◆ **How to complete this task**: Your answer should hold every line of the records below that contains the string "from".
**** Data for analysis ****
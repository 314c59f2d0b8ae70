//! Directory traversal feeding the worker pool.
//!
//! The calling thread walks the tree depth-first with `walkdir`, pruning
//! excluded and hidden directories before descending. Every regular file
//! goes through [`FilterConfig::select`]; eligible files are sent to the
//! [`WorkerPool`] as jobs, everything else bumps the skipped counter.
//! Traversal errors are recorded and the walk carries on.
//!
//! Symbolic links are only descended with `follow_links`. Without it, a link
//! to a regular file is still counted and a dangling link is recorded as a
//! path-access error.

use std::collections::BTreeMap;
use std::fs;
use std::num::NonZeroUsize;
use std::path::Path;
use std::sync::atomic::{AtomicBool, Ordering};
use std::sync::{Arc, Mutex, MutexGuard};
use std::{mem, thread};

use crossbeam_channel::Sender;
use tracing::{debug, info, warn};
use walkdir::{DirEntry, WalkDir};

use crate::error::{LoccError, RunError};
use crate::filter::{FilterConfig, Selection};
use crate::language::LanguageRegistry;
use crate::pool::{lock, Aggregate, FileJob, WorkerPool, DEFAULT_QUEUE_CAPACITY};
use crate::stats::{aggregate, total, FileStats, LanguageStats, TotalStats};
use crate::Result;

/// Options for a directory walk.
#[derive(Debug, Clone)]
pub struct WalkOptions {
    /// Worker threads (None = available parallelism)
    pub workers: Option<usize>,
    /// Directory and file exclusion rules
    pub filter: FilterConfig,
    /// Follow symbolic links
    pub follow_links: bool,
    /// Bound for the job and result queues
    pub queue_capacity: usize,
}

impl Default for WalkOptions {
    fn default() -> Self {
        Self {
            workers: None,
            filter: FilterConfig::default(),
            follow_links: false,
            queue_capacity: DEFAULT_QUEUE_CAPACITY,
        }
    }
}

impl WalkOptions {
    /// Create new default options.
    pub fn new() -> Self {
        Self::default()
    }

    /// Set the number of worker threads.
    pub fn workers(mut self, workers: usize) -> Self {
        self.workers = Some(workers);
        self
    }

    /// Set file filter.
    pub fn filter(mut self, filter: FilterConfig) -> Self {
        self.filter = filter;
        self
    }

    /// Follow symbolic links while walking.
    pub fn follow_links(mut self, follow: bool) -> Self {
        self.follow_links = follow;
        self
    }

    /// Set the bound for the job and result queues.
    pub fn queue_capacity(mut self, capacity: usize) -> Self {
        self.queue_capacity = capacity;
        self
    }
}

/// Everything a walk collected.
#[derive(Debug, Clone, Default)]
pub struct WalkOutcome {
    /// One entry per counted file, in completion order
    pub files: Vec<FileStats>,
    /// Traversal and classification errors
    pub errors: Vec<RunError>,
    /// Whether the walk stopped early
    pub cancelled: bool,
}

impl WalkOutcome {
    /// Per-language rollup of the counted files.
    pub fn languages(&self) -> BTreeMap<String, LanguageStats> {
        aggregate(&self.files)
    }

    /// Grand total of the counted files.
    pub fn total(&self) -> TotalStats {
        total(&self.languages())
    }
}

/// Counts every eligible file under a root.
///
/// The run state lives behind one lock, so the counters can be read from
/// another thread while a walk is in progress.
pub struct Walker<'r> {
    registry: &'r LanguageRegistry,
    options: WalkOptions,
    pool: WorkerPool,
    state: Mutex<Aggregate>,
    cancel: Arc<AtomicBool>,
    running: AtomicBool,
}

/// Clears the running flag when a run ends, however it ends.
struct RunGuard<'a>(&'a AtomicBool);

impl Drop for RunGuard<'_> {
    fn drop(&mut self) {
        self.0.store(false, Ordering::Release);
    }
}

impl<'r> Walker<'r> {
    /// Validate the options and build a walker. Fails on a zero worker count
    /// or queue capacity.
    pub fn new(registry: &'r LanguageRegistry, options: WalkOptions) -> Result<Self> {
        let workers = match options.workers {
            Some(n) => n,
            None => thread::available_parallelism()
                .map(NonZeroUsize::get)
                .unwrap_or(1),
        };
        let pool = WorkerPool::new(workers, options.queue_capacity)?;
        Ok(Self {
            registry,
            options,
            pool,
            state: Mutex::new(Aggregate::default()),
            cancel: Arc::new(AtomicBool::new(false)),
            running: AtomicBool::new(false),
        })
    }

    /// Number of worker threads a run will use.
    pub fn workers(&self) -> usize {
        self.pool.workers()
    }

    /// Flag that stops a run when set. Traversal checks it before every step
    /// and every dispatch; files already being classified still finish.
    /// A cancelled walker stays cancelled.
    pub fn cancel_handle(&self) -> Arc<AtomicBool> {
        Arc::clone(&self.cancel)
    }

    /// Files classified so far.
    pub fn processed_count(&self) -> u64 {
        self.state().processed
    }

    /// Files skipped so far (binary, hidden, unsupported, or pattern match).
    pub fn skipped_count(&self) -> u64 {
        self.state().skipped
    }

    /// Errors recorded so far.
    pub fn error_count(&self) -> usize {
        self.state().errors.len()
    }

    /// Walk `root` and count every eligible file beneath it.
    ///
    /// Only configuration problems fail the call; per-path failures end up in
    /// [`WalkOutcome::errors`]. Each run starts from fresh counters.
    ///
    /// Runs on one walker are sequential: calling `run` while another run is
    /// active fails with [`LoccError::WalkInProgress`].
    pub fn run(&self, root: impl AsRef<Path>) -> Result<WalkOutcome> {
        let root = root.as_ref();
        if !root.exists() {
            return Err(LoccError::PathNotFound(root.to_path_buf()));
        }
        if self.running.swap(true, Ordering::AcqRel) {
            return Err(LoccError::WalkInProgress);
        }
        let _guard = RunGuard(&self.running);

        *self.state() = Aggregate::default();
        info!(root = %root.display(), workers = self.pool.workers(), "starting walk");

        self.pool
            .run(&self.state, &self.cancel, |jobs| self.traverse(root, jobs))?;

        let cancelled = self.is_cancelled();
        let mut state = self.state();
        info!(
            processed = state.processed,
            skipped = state.skipped,
            errors = state.errors.len(),
            cancelled,
            "walk finished"
        );
        Ok(WalkOutcome {
            files: mem::take(&mut state.files),
            errors: state.errors.clone(),
            cancelled,
        })
    }

    fn traverse(&self, root: &Path, jobs: &Sender<FileJob<'r>>) {
        let entries = WalkDir::new(root)
            .follow_links(self.options.follow_links)
            .into_iter()
            .filter_entry(|entry| self.keep_dir(entry));

        for entry in entries {
            if self.is_cancelled() {
                debug!("walk cancelled");
                break;
            }

            let entry = match entry {
                Ok(entry) => entry,
                Err(err) => {
                    self.record_access_error(RunError::from(err));
                    continue;
                }
            };
            if !self.is_file(&entry) {
                continue;
            }

            match self.options.filter.select(self.registry, entry.path()) {
                Selection::Skipped(reason) => {
                    debug!(path = %entry.path().display(), %reason, "skipping file");
                    self.state().skipped += 1;
                }
                Selection::Eligible {
                    extension,
                    language,
                } => {
                    if self.is_cancelled() {
                        break;
                    }
                    let job = FileJob {
                        path: entry.into_path(),
                        extension,
                        language,
                    };
                    if jobs.send(job).is_err() {
                        break;
                    }
                }
            }
        }
    }

    /// Regular files, plus links to regular files when links are not
    /// followed. A link whose target cannot be read is recorded.
    fn is_file(&self, entry: &DirEntry) -> bool {
        if self.options.follow_links || !entry.path_is_symlink() {
            return entry.file_type().is_file();
        }
        match fs::metadata(entry.path()) {
            Ok(meta) => meta.is_file(),
            Err(err) => {
                self.record_access_error(RunError::path_access(entry.path(), err.to_string()));
                false
            }
        }
    }

    fn record_access_error(&self, err: RunError) {
        debug!(path = %err.path.display(), error = %err.message, "cannot access path");
        self.state().errors.push(err);
    }

    fn keep_dir(&self, entry: &DirEntry) -> bool {
        if !entry.file_type().is_dir() {
            return true;
        }
        let name = entry.file_name().to_string_lossy();
        let is_root = entry.depth() == 0;
        match self.options.filter.prune_dir(&name, is_root) {
            None => true,
            Some(reason) => {
                if is_root {
                    warn!(path = %entry.path().display(), %reason, "root directory is excluded, nothing to count");
                } else {
                    debug!(path = %entry.path().display(), %reason, "pruning directory");
                }
                false
            }
        }
    }

    fn is_cancelled(&self) -> bool {
        self.cancel.load(Ordering::Relaxed)
    }

    fn state(&self) -> MutexGuard<'_, Aggregate> {
        lock(&self.state)
    }
}

/// Count a directory tree with a one-off [`Walker`].
///
/// # Example
///
/// ```rust,ignore
/// use locclib::{count_directory, FilterConfig, LanguageRegistry, WalkOptions};
///
/// let registry = LanguageRegistry::builtin();
/// let filter = FilterConfig::new().exclude("*_test.go")?;
/// let outcome = count_directory("src", &registry, WalkOptions::new().filter(filter))?;
/// println!("{} files", outcome.files.len());
/// ```
pub fn count_directory(
    root: impl AsRef<Path>,
    registry: &LanguageRegistry,
    options: WalkOptions,
) -> Result<WalkOutcome> {
    Walker::new(registry, options)?.run(root)
}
****
◆ **Result below**:
/// The run state lives behind one lock, so the counters can be read from
    /// [`WalkOutcome::errors`]. Each run starts from fresh counters.
                    self.record_access_error(RunError::from(err));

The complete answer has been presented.